4. D'autre part, aux termes de l'article L. 752-6 du code de commerce alors en vigueur : " Lorsqu'elle statue sur l'autorisation d'exploitation commerciale visée à l'article L. 752-1, la commission départementale d'aménagement commercial se prononce sur les effets du projet en matière d'aménagement du territoire, de développement durable et de protection des consommateurs. Les critères d'évaluation sont : 1° En matière d'aménagement du territoire : a) L'effet sur l'animation de la vie urbaine, rurale et de montagne ; b) L'effet du projet sur les flux de transport ; c) Les effets découlant des procédures prévues aux articles L. 303-1 du code de la construction et de l'habitation et L. 123-11 du code de l'urbanisme ; 2° En matière de développement durable : a) La qualité environnementale du projet ; b) Son insertion dans les réseaux de transports collectifs ".
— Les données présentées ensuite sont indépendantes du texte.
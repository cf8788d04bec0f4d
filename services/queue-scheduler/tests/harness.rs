//! Test harness for queue-scheduler integration tests.
//!
//! Provides an in-process scheduler (listener + reconciler wired to a real
//! ephemeral port) and a fake broker that speaks the management protocol
//! and tracks every call it serves.

use std::collections::{BTreeSet, HashSet};
use std::net::SocketAddr;
use std::path::PathBuf;
use std::sync::atomic::{AtomicU64, Ordering};
use std::sync::{Arc, Mutex};
use std::time::Duration;

use tokio::net::TcpStream;
use tokio::sync::{mpsc, oneshot, watch};

use mqplane_address::Address;
use mqplane_mgmt::{read_frame, status, write_frame, Frame, Method, ResponseBody, PROTOCOL_VERSION};
use mqplane_queue_scheduler::{
    Config, ConnectionRegistry, Listener, ListenerConfig, Reconciler, SchedulerEvent, StatusReader,
};

/// Scheduler config tuned for fast tests.
#[allow(dead_code)]
pub fn test_config() -> Config {
    Config {
        listen_addr: "127.0.0.1:0".parse().unwrap(),
        status_addr: "127.0.0.1:0".parse().unwrap(),
        config_dirs: Vec::new(),
        poll_interval: Duration::from_millis(100),
        request_timeout: Duration::from_secs(2),
        handshake_timeout: Duration::from_secs(2),
        worker_pool_size: 4,
        max_connections: 32,
        max_attempts: 3,
    }
}

/// An in-process scheduler bound to an ephemeral port.
#[allow(dead_code)]
pub struct SchedulerHandle {
    pub amqp_addr: SocketAddr,
    pub events: mpsc::Sender<SchedulerEvent>,
    pub status: StatusReader,
    shutdown_tx: watch::Sender<bool>,
}

#[allow(dead_code)]
impl SchedulerHandle {
    pub async fn spawn() -> Self {
        Self::spawn_with(test_config()).await
    }

    pub async fn spawn_with(config: Config) -> Self {
        let (shutdown_tx, shutdown_rx) = watch::channel(false);
        let (events_tx, events_rx) = mpsc::channel(256);

        let (reconciler, status) = Reconciler::new(&config, events_rx, events_tx.clone());
        tokio::spawn(reconciler.run(shutdown_rx.clone()));

        let registry = Arc::new(ConnectionRegistry::new());
        let listener_config = ListenerConfig {
            bind_addr: config.listen_addr,
            max_connections: config.max_connections,
            handshake_timeout: config.handshake_timeout,
            request_timeout: config.request_timeout,
        };
        let listener = Arc::new(
            Listener::bind(listener_config, registry, events_tx.clone())
                .await
                .expect("bind listener"),
        );
        let amqp_addr = listener.local_addr().expect("listener addr");
        tokio::spawn(listener.run());

        Self {
            amqp_addr,
            events: events_tx,
            status,
            shutdown_tx,
        }
    }

    /// Replace a group's desired set, as the config adapter would.
    pub async fn set_group(&self, group_id: &str, names: &[&str]) {
        let desired: BTreeSet<Address> = names.iter().map(|n| Address::queue(*n)).collect();
        self.events
            .send(SchedulerEvent::GroupsChanged {
                group_id: group_id.to_string(),
                desired,
            })
            .await
            .expect("scheduler event stream open");
    }

    /// Wait until the group reports the given phase and queue count.
    pub async fn wait_for_queue_count(&self, group_id: &str, expected: i64) {
        let status = self.status.clone();
        let group = group_id.to_string();
        wait_until(&format!("{} to report {} queues", group_id, expected), || {
            status.num_queues(&group) == Some(expected)
        })
        .await;
    }
}

impl Drop for SchedulerHandle {
    fn drop(&mut self) {
        let _ = self.shutdown_tx.send(true);
    }
}

/// Options for a fake broker.
#[allow(dead_code)]
#[derive(Default)]
pub struct FakeBrokerOptions {
    /// Queues already present before the scheduler connects.
    pub initial_queues: BTreeSet<String>,

    /// Queue names whose CREATE always fails with an internal error.
    pub fail_creates: HashSet<String>,
}

/// Outcome of a fake broker's connection attempt.
#[allow(dead_code)]
pub enum ConnectOutcome {
    Accepted(FakeBroker),
    Rejected(Option<String>),
}

#[allow(dead_code)]
impl ConnectOutcome {
    pub fn unwrap_accepted(self) -> FakeBroker {
        match self {
            ConnectOutcome::Accepted(broker) => broker,
            ConnectOutcome::Rejected(condition) => {
                panic!("connection rejected: {:?}", condition)
            }
        }
    }

    pub fn unwrap_rejected(self) -> Option<String> {
        match self {
            ConnectOutcome::Accepted(broker) => {
                panic!("expected rejection, but {} was accepted", broker.group_id)
            }
            ConnectOutcome::Rejected(condition) => condition,
        }
    }
}

/// A fake broker process: opens a session, serves management calls against
/// an in-memory queue set, and counts what it served.
#[allow(dead_code)]
pub struct FakeBroker {
    pub group_id: String,
    queues: Arc<Mutex<BTreeSet<String>>>,
    create_calls: Arc<AtomicU64>,
    delete_calls: Arc<AtomicU64>,
    list_calls: Arc<AtomicU64>,
    count_calls: Arc<AtomicU64>,
    shutdown_tx: Option<oneshot::Sender<()>>,
}

#[allow(dead_code)]
impl FakeBroker {
    pub async fn connect(addr: SocketAddr, group_id: &str) -> ConnectOutcome {
        Self::connect_with(addr, group_id, FakeBrokerOptions::default()).await
    }

    pub async fn connect_with(
        addr: SocketAddr,
        group_id: &str,
        options: FakeBrokerOptions,
    ) -> ConnectOutcome {
        let mut stream = TcpStream::connect(addr).await.expect("connect to scheduler");

        write_frame(
            &mut stream,
            &Frame::Open {
                container_id: group_id.to_string(),
                protocol: PROTOCOL_VERSION,
            },
        )
        .await
        .expect("send open");

        match read_frame(&mut stream).await.expect("handshake reply") {
            Frame::OpenOk => {}
            Frame::Close { condition } => return ConnectOutcome::Rejected(condition),
            other => panic!("unexpected handshake reply: {:?}", other),
        }

        let queues = Arc::new(Mutex::new(options.initial_queues));
        let create_calls = Arc::new(AtomicU64::new(0));
        let delete_calls = Arc::new(AtomicU64::new(0));
        let list_calls = Arc::new(AtomicU64::new(0));
        let count_calls = Arc::new(AtomicU64::new(0));
        let (shutdown_tx, mut shutdown_rx) = oneshot::channel();

        {
            let queues = Arc::clone(&queues);
            let create_calls = Arc::clone(&create_calls);
            let delete_calls = Arc::clone(&delete_calls);
            let list_calls = Arc::clone(&list_calls);
            let count_calls = Arc::clone(&count_calls);
            let fail_creates = options.fail_creates;

            tokio::spawn(async move {
                loop {
                    tokio::select! {
                        frame = read_frame(&mut stream) => {
                            let Ok(frame) = frame else { break };
                            match frame {
                                Frame::Request { correlation_id, application_properties } => {
                                    let reply = match application_properties.method {
                                        Method::Create => {
                                            create_calls.fetch_add(1, Ordering::Relaxed);
                                            let name = application_properties.address.unwrap_or_default();
                                            if fail_creates.contains(&name) {
                                                Frame::response(correlation_id, status::INTERNAL_ERROR, None)
                                            } else {
                                                let created = queues.lock().unwrap().insert(name);
                                                let reply_status = if created { status::CREATED } else { status::ALREADY_EXISTS };
                                                Frame::response(correlation_id, reply_status, None)
                                            }
                                        }
                                        Method::Delete => {
                                            delete_calls.fetch_add(1, Ordering::Relaxed);
                                            let name = application_properties.address.unwrap_or_default();
                                            let removed = queues.lock().unwrap().remove(&name);
                                            let reply_status = if removed { status::OK } else { status::NOT_FOUND };
                                            Frame::response(correlation_id, reply_status, None)
                                        }
                                        Method::List => {
                                            list_calls.fetch_add(1, Ordering::Relaxed);
                                            let names: Vec<String> = queues.lock().unwrap().iter().cloned().collect();
                                            Frame::response(correlation_id, status::OK, Some(ResponseBody::Queues(names)))
                                        }
                                        Method::Count => {
                                            count_calls.fetch_add(1, Ordering::Relaxed);
                                            let count = queues.lock().unwrap().len() as i64;
                                            Frame::response(correlation_id, status::OK, Some(ResponseBody::Count(count)))
                                        }
                                    };
                                    if write_frame(&mut stream, &reply).await.is_err() {
                                        break;
                                    }
                                }
                                Frame::Close { .. } => break,
                                _ => {}
                            }
                        }
                        _ = &mut shutdown_rx => break,
                    }
                }
            });
        }

        ConnectOutcome::Accepted(FakeBroker {
            group_id: group_id.to_string(),
            queues,
            create_calls,
            delete_calls,
            list_calls,
            count_calls,
            shutdown_tx: Some(shutdown_tx),
        })
    }

    /// The broker's current queue set.
    pub fn queues(&self) -> BTreeSet<String> {
        self.queues.lock().unwrap().clone()
    }

    pub fn create_calls(&self) -> u64 {
        self.create_calls.load(Ordering::Relaxed)
    }

    pub fn delete_calls(&self) -> u64 {
        self.delete_calls.load(Ordering::Relaxed)
    }

    /// Every management call served, all verbs.
    pub fn total_calls(&self) -> u64 {
        self.create_calls.load(Ordering::Relaxed)
            + self.delete_calls.load(Ordering::Relaxed)
            + self.list_calls.load(Ordering::Relaxed)
            + self.count_calls.load(Ordering::Relaxed)
    }

    /// Drop the session abruptly, as a dying broker pod would.
    pub fn disconnect(&mut self) {
        if let Some(tx) = self.shutdown_tx.take() {
            let _ = tx.send(());
        }
    }
}

impl Drop for FakeBroker {
    fn drop(&mut self) {
        if let Some(tx) = self.shutdown_tx.take() {
            let _ = tx.send(());
        }
    }
}

/// Poll a condition until it holds or a 5s deadline passes.
#[allow(dead_code)]
pub async fn wait_until<F: Fn() -> bool>(what: &str, condition: F) {
    let deadline = tokio::time::Instant::now() + Duration::from_secs(5);
    while tokio::time::Instant::now() < deadline {
        if condition() {
            return;
        }
        tokio::time::sleep(Duration::from_millis(20)).await;
    }
    panic!("timed out waiting for {}", what);
}

#[allow(dead_code)]
pub fn queue_names(names: &[&str]) -> BTreeSet<String> {
    names.iter().map(|n| n.to_string()).collect()
}

#[allow(dead_code)]
pub fn config_dir_entry(group_id: &str) -> serde_json::Value {
    serde_json::json!({
        "store_and_forward": true,
        "multicast": false,
        "group_id": group_id,
    })
}

#[allow(dead_code)]
pub fn write_entry_file(dir: &std::path::Path, name: &str, group_id: &str) {
    std::fs::write(
        dir.join(format!("{}.json", name)),
        config_dir_entry(group_id).to_string(),
    )
    .expect("write entry file");
}

#[allow(dead_code)]
pub fn entry_path(dir: &std::path::Path, name: &str) -> PathBuf {
    dir.join(format!("{}.json", name))
}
5. Il résulte de ces dispositions combinées que l'autorisation d'aménagement commercial ne peut être refusée que si, eu égard à ses effets, le projet compromet la réalisation des objectifs prévus par la loi. Il appartient aux commissions d'aménagement commercial, lorsqu'elles se prononcent sur un projet d'exploitation commerciale soumis à autorisation en application de l'article L. 752-1 du code de commerce, d'apprécier la conformité de ce projet aux objectifs prévus à l'article 1er de la loi du 27 décembre 1973 et à l'article L. 750-1 du code de commerce, au vu des critères d'évaluation mentionnés à l'article L. 752-6 du même code.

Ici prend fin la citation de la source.